Paula Kaufman is from Charleston, WV. As a child she sold jewelry and soap at over 20 craft shows. In middle school she began writing for The Charleston-Gazette newspaper which she still writes for today as a columnist. 

In high school, she studied International Baccalaureate (IB) art at the only school in WV offering the program, held solo exhibitions of her photography, drawings, paintings, and ceramics, and founded and directed her own arts camp for five years. She completed a full poetry manuscript before college.

She earned a B.A. with honors in Literary Arts and American Civilization from Brown University, where her studies focused on underrepresented voices in America, particularly Black women poets. Her honors thesis was a poetry collection, The History of Water, exploring water’s spiritual and environmental significance.

For her M.A. at the University of Utrecht in the Netherlands as a Rotary Ambassadorial Scholar, Paula researched the influence of formerly enslaved women on Southern cuisine. She examined how African ingredients and techniques — including the kola nut used in Coca-Cola — shaped American foodways, with enslaved women passing on expertise in rice cultivation, cooking, preservation, and botanical knowledge.

Her interest in ancient Japanese poetry at Brown from a favorite professor, led her to Japan through the JET (Japan Exchange and Teaching) Program. She lived in Esashi, Hokkaido two years where she honed her watercolor skills through the long winters. She held a solo exhibition. 

Some of her favorite subjects to paint were fishing nets drying on the beach, brightly colored clusters of buoys and the squid fishing boats. 

Her international teaching journey continued in Nablus, Palestine, teaching creative writing at An-Najah National University. 

After Palestine, Paula spent the next decade teaching in varied settings, including outdoor guiding in Maine and West Virginia, and continued her arts education at the John C. Campbell Folk School as an apprentice, taking classes ranging from ceramics and stained glass to blacksmithing. 

She also spent a few years in county government as Deputy Planning Director in Kanawha County, before realizing that wasn’t her calling. 

She then moved to DC teaching art and other subjects to middle school students. She lived four years at NLAPW (National League of American Pen Women)—the oldest organization for women writers, painters and musicians in the country. She was blessed to spend many of her evenings listening to music from some of America’s greatest stars from her bedroom or in the audience. While there, she participated in group exhibits, showing her watercolors and worked as the director’s assistant. 

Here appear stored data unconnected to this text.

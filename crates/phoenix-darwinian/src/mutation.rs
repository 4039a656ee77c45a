//! Mutation of offspring traits

use phoenix_common::{AgentState, NamingStyle, SpiritType, TraitGroup};
use rand::seq::SliceRandom;
use rand::Rng;
use rand_distr::StandardNormal;

/// Standard deviation of the noise added to a mutated trait
pub const MUTATION_STD_DEV: f64 = 0.1;

/// Spirit and style are re-rolled at this fraction of the mutation rate
pub const IDENTITY_MUTATION_FACTOR: f64 = 0.1;

#[derive(Debug, Clone, Copy, Default, PartialEq, Eq)]
pub struct MutationReport {
    pub mutated_traits: usize,
    pub spirit_changed: bool,
    pub style_changed: bool,
}

impl MutationReport {
    pub fn is_unchanged(&self) -> bool {
        self.mutated_traits == 0 && !self.spirit_changed && !self.style_changed
    }
}

/// Mutate every trait of `agent` with probability `rate`
pub fn mutate<R: Rng + ?Sized>(agent: &mut AgentState, rate: f64, rng: &mut R) -> MutationReport {
    let mut report = MutationReport::default();
    if rate <= 0.0 {
        return report;
    }
    let rate = rate.min(1.0);

    for group in TraitGroup::ALL {
        let current: Vec<(String, f64)> = agent
            .traits(group)
            .iter()
            .map(|(name, value)| (name.clone(), *value))
            .collect();
        for (name, value) in current {
            if rng.gen_bool(rate) {
                let noise: f64 = rng.sample::<f64, _>(StandardNormal) * MUTATION_STD_DEV;
                agent.set_trait(group, name, value + noise);
                report.mutated_traits += 1;
            }
        }
    }

    let identity_rate = rate * IDENTITY_MUTATION_FACTOR;
    if rng.gen_bool(identity_rate) {
        if let Some(spirit) = SpiritType::ALL.choose(rng) {
            report.spirit_changed = *spirit != agent.spirit;
            agent.spirit = *spirit;
        }
    }
    if rng.gen_bool(identity_rate) {
        if let Some(style) = NamingStyle::ALL.choose(rng) {
            report.style_changed = *style != agent.style;
            agent.style = *style;
        }
    }

    report
}

/// Mutate every agent, returning the total number of mutated traits
pub fn mutate_all<R: Rng + ?Sized>(agents: &mut [AgentState], rate: f64, rng: &mut R) -> usize {
    agents
        .iter_mut()
        .map(|agent| mutate(agent, rate, rng).mutated_traits)
        .sum()
}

In order to improve her stained-glass teaching skills at the middle school in DC, she took weekly stained-glass lessons from the city’s longest-practicing church window restoration artist.

Paula moved to Elkins in summer, 2024, to immerse herself in the mountains, painting, and writing. She currently teaches English and ESL at Davis & Elkins College and in Randolph County Schools and serves as an arts instructor with ArtsBank and the Randolph County Community Arts Center.